Accounts in the book From Buncombe to Twenty-Two 1853-1922 by Paul C. Smith and Lucy Jo
Colby c.
Lyon County Reporter 1975
In July 1900
Adolph Schroeder was found hanging by the neck in his hog house between Rock Rapids and
Doon. This was the start of a sensational murder case which was to run for several years before it was cleared up. The coroner's jury first said that he had come to his death by suicide. Schroeder's brothers were not satisfied and they brought charges against the hired man, Charles
Rocker. The two men had been drinking in
Doon the evening before the body was found. It was established that
Rocker had tried to buy some drugged whiskey in a couple of
Doon saloons, and someone - possibly
Rocker - had bought chloroform from the
Doon drug store. The case against
Rocker was dropped after a preliminary hearing in the court of
Justice of the
Peace Chan Smith.
1903 - The year ended as it had began, with criminal news. Charles
Rocker, who had been mixed up with the death of August
Schroeder three years before, was arrested. He had later married Schroeder's widow and they had moved to near Elkton, S.D. One night he got to talking in his sleep and recounted the events leading up to Schroeder's death and how he had hung
Schroeder in his own hog house. Mrs. Rocker got scared and came to Rock Rapids and told County Attorney
Simon Fisher about what
Rocker had said.

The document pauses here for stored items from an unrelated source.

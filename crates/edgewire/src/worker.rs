// SPDX-License-Identifier: Apache-2.0 OR MIT
// Copyright (c) 2025-2026 naskel.com

//! Worker threads and the message loop.
//!
//! Every thread that touches the runtime owns exactly one mailbox, exposed
//! thread-locally (lazily created, so the main thread needs no setup). A
//! [`WorkerThread`] pre-allocates the mailbox on the spawning thread (the
//! handle is usable for [`grab_object`](WorkerThread::grab_object) and
//! posting before the worker has even started), installs it on entry, and
//! runs [`message_loop`].
//!
//! One loop iteration: fire expired timers, evaluate the continuation
//! predicate, then dequeue (timed when a timer deadline is pending) and
//! consume. A panicking handler is confined to its message; only the quit
//! message ends the loop.

use crate::error::SyscallError;
use crate::messages::{LoopControl, MessagePtr, QuitMessage};
use crate::monitor::Anchor;
use crate::rt::Mailbox;
use crate::timer;
use std::cell::RefCell;
use std::panic::{self, AssertUnwindSafe};
use std::sync::Arc;
use std::thread::{self, JoinHandle, ThreadId};
use std::time::Instant;

thread_local! {
    static LOCAL_MAILBOX: RefCell<Option<Arc<Mailbox>>> = const { RefCell::new(None) };
}

/// The calling thread's mailbox, created on first touch.
pub fn local_mailbox() -> Arc<Mailbox> {
    LOCAL_MAILBOX.with(|slot| {
        let mut slot = slot.borrow_mut();
        if let Some(mailbox) = slot.as_ref() {
            return Arc::clone(mailbox);
        }
        #[allow(clippy::expect_used)] // no mailbox means no thread: unrecoverable
        let mailbox = Arc::new(Mailbox::new().expect("thread mailbox allocation"));
        *slot = Some(Arc::clone(&mailbox));
        mailbox
    })
}

fn install_local_mailbox(mailbox: Arc<Mailbox>) {
    LOCAL_MAILBOX.with(|slot| {
        *slot.borrow_mut() = Some(mailbox);
    });
}

/// Enqueue a quit message on the calling thread's own mailbox.
pub fn post_self_quit() {
    local_mailbox().enqueue(Box::new(QuitMessage));
}

/// Run the message loop until a quit message arrives.
pub fn message_loop() {
    message_loop_while(|| true);
}

/// Run the message loop while `predicate` holds.
///
/// The predicate is evaluated after each timer drain and before each
/// dequeue; the loop also ends when a quit message is consumed.
pub fn message_loop_while<F: FnMut() -> bool>(mut predicate: F) {
    let mailbox = local_mailbox();
    loop {
        timer::fire_expired();
        if !predicate() {
            return;
        }
        let msg = match timer::next_deadline() {
            Some(deadline) => {
                let wait = deadline.saturating_duration_since(Instant::now());
                match mailbox.dequeue_timeout(wait) {
                    Some(msg) => msg,
                    None => continue, // deadline hit: drain timers first
                }
            }
            None => mailbox.dequeue(),
        };
        if consume_guarded(msg) == LoopControl::Quit {
            return;
        }
    }
}

/// Consume one message; a panicking handler must not kill the worker.
fn consume_guarded(msg: MessagePtr) -> LoopControl {
    match panic::catch_unwind(AssertUnwindSafe(move || msg.consume())) {
        Ok(control) => control,
        Err(_) => {
            log::debug!("[loop] message handler panicked; message dropped");
            LoopControl::Continue
        }
    }
}

/// A worker thread bound to one mailbox.
///
/// Shut down cooperatively: [`post_quit`](Self::post_quit) then
/// [`join`](Self::join). Dropping the handle detaches the thread.
pub struct WorkerThread {
    mailbox: Arc<Mailbox>,
    handle: Option<JoinHandle<()>>,
}

impl WorkerThread {
    /// Spawn a worker running the plain message loop.
    pub fn spawn() -> Result<Self, SyscallError> {
        Self::start(message_loop)
    }

    /// Spawn a worker that runs `f` instead of the message loop.
    ///
    /// The thread still gets its mailbox installed first, so `f` may call
    /// [`message_loop`] itself, anchor objects, or just finish.
    pub fn spawn_with<F>(f: F) -> Result<Self, SyscallError>
    where
        F: FnOnce() + Send + 'static,
    {
        Self::start(f)
    }

    fn start<F>(body: F) -> Result<Self, SyscallError>
    where
        F: FnOnce() + Send + 'static,
    {
        let mailbox = Arc::new(Mailbox::new()?);
        let inbox = Arc::clone(&mailbox);
        let handle = thread::Builder::new()
            .name("edgewire-worker".into())
            .spawn(move || {
                install_local_mailbox(inbox);
                body();
            })
            .map_err(|err| SyscallError::new("thread_spawn", err))?;
        Ok(Self {
            mailbox,
            handle: Some(handle),
        })
    }

    /// This worker's mailbox handle.
    pub fn mailbox(&self) -> Arc<Mailbox> {
        Arc::clone(&self.mailbox)
    }

    /// Re-affiliate an anchored object with this worker's mailbox.
    ///
    /// Undefined during active traffic unless the object's endpoint lists
    /// are empty (see [`Anchor::move_to_mailbox`]).
    pub fn grab_object(&self, anchor: &Anchor) {
        anchor.move_to_mailbox(self.mailbox());
    }

    /// Ask the worker's loop to finish after the messages already queued.
    pub fn post_quit(&self) {
        self.mailbox.enqueue(Box::new(QuitMessage));
    }

    /// Wait for the worker to finish. Idempotent.
    pub fn join(&mut self) -> thread::Result<()> {
        match self.handle.take() {
            Some(handle) => handle.join(),
            None => Ok(()),
        }
    }

    /// Give up the handle; the thread keeps running detached.
    pub fn detach(&mut self) {
        self.handle = None;
    }

    #[must_use]
    pub fn joinable(&self) -> bool {
        self.handle.is_some()
    }

    pub fn thread_id(&self) -> Option<ThreadId> {
        self.handle.as_ref().map(|handle| handle.thread().id())
    }
}

#[cfg(test)]
mod tests {
    use super::*;
    use crate::messages::Message;
    use std::sync::atomic::{AtomicBool, Ordering};

    #[test]
    fn test_spawn_quit_join() {
        let mut worker = WorkerThread::spawn().expect("spawn worker");
        assert!(worker.joinable());
        assert!(worker.thread_id().is_some());
        worker.post_quit();
        worker.join().expect("worker panicked");
        assert!(!worker.joinable());
        worker.join().expect("second join is a no-op");
    }

    #[test]
    fn test_spawn_with_runs_body() {
        static RAN: AtomicBool = AtomicBool::new(false);
        let mut worker = WorkerThread::spawn_with(|| {
            RAN.store(true, Ordering::SeqCst);
        })
        .expect("spawn worker");
        worker.join().expect("worker panicked");
        assert!(RAN.load(Ordering::SeqCst));
    }

    #[test]
    fn test_self_quit_ends_loop() {
        let mut worker = WorkerThread::spawn_with(|| {
            post_self_quit();
            message_loop();
        })
        .expect("spawn worker");
        worker.join().expect("worker panicked");
    }

    #[test]
    fn test_panicking_message_does_not_kill_loop() {
        struct Explode;
        impl Message for Explode {
            fn consume(self: Box<Self>) -> LoopControl {
                panic!("handler failure");
            }
        }

        let mut worker = WorkerThread::spawn().expect("spawn worker");
        worker.mailbox().enqueue(Box::new(Explode));
        // The loop must survive the panic and still honor the quit.
        worker.post_quit();
        worker.join().expect("worker panicked");
    }

    #[test]
    fn test_predicate_loop_exits_without_quit() {
        // A false predicate ends the loop before the first dequeue.
        let mut worker = WorkerThread::spawn_with(|| {
            message_loop_while(|| false);
        })
        .expect("spawn worker");
        worker.join().expect("worker panicked");
    }
}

Fisher got a warrant, had the man arrested and brought back to Rock Rapids for trial on a murder charge.
In February 1904 the
Rocker case again came to the forefront of the news. Rocker and his wife - the former Mrs. August
Schroeder, had been brought back to Rock Rapids from Elkton, S.D. to face murder charges for killing
Schroeder. After a bitter trial
Rocker was found guilty of murder in the first degree and the jury ordered him to be executed.
In May
Rocker was sentenced to die on June 9, 1905. Appeals were filed for a new trial, and eventually that trial was held at
Sibley. The second trial, at
Sibley did not bring out anything new,
Rocker was sent to Anamosa, but appeals and further court action kept him alive beyond the date set for his execution and he never did pay the supreme penalty - as ordered by the jury of his peers.
1906 - In March, Charles
Rocker, who was charged with the murder of
Adolph Schroeder, was sent back to
Lyon County for a retrial of the case. The execution date had been set, but the supreme court reviewed the case and sent it back for retrial because
Simon Fisher, who was the prosecutor as county attorney, had represented
Rocker earlier when he sued Schroeder's brothers, when they had filed the original murder action against him. The court ordered a change of venue and said it was to be tried in
Osceola county.
In April
Rocker was reindicted and the case went to trial. The case was tried in September, with just about the same evidence as that submitted originally,
Rocker was again found guilty, but attorney's demanded a new trial charging that undue weight had been placed on evidence which was not true. Judge
Hutchinson presiding at the case, agreed with the defence and another new trial was ordered. Rocker remained in custody in the
Sibley jail.
Early in November of 1907 E.C. Roach, who had defended Charles
Rocker in his third trial for murder at
Sibley, filed an appeal in the supreme court, asking that the verdict be thrown out. He claimed the evidence did not sustain the verdict. For example, he said the charge was murder by hanging, while the evidence showed that
Schroeder had died of chloroform.
1908 - The
Rocker case which had been in the courts for years, came to an end the first week in January, when the surpreme court affirmed the decision reached in the third trial of the case, and
Rocker was to serve a life sentence at Anamosa. The case grew out of the murder of August
Schroeder in 1900. Rocker was finally brought to trial for the crime, was found guilty in district court three times. The first time he was sentenced to death, but the sentence could not be carried out because of an appeal to the surpreme court. The supreme court ordered a new trial, and the results of that trial were thrown out for technical reasons. The third trial, held at
Sibley under a change of venue went against
Rocker, but the jury recommended life imprisonment, which the judge agreed to. The decision was appealed but it was finally upheld.
Post War Years - February 6 (1919 ?) word was received that Charles
Rocker had escaped from the penitentiary at
Fort Madison. Rocker had been convicted after several trials and appeals, of the murder of August
Schroeder, prominent
Lyon County farmer, on June 30, 1900. Efforts had been underway to get him pardoned.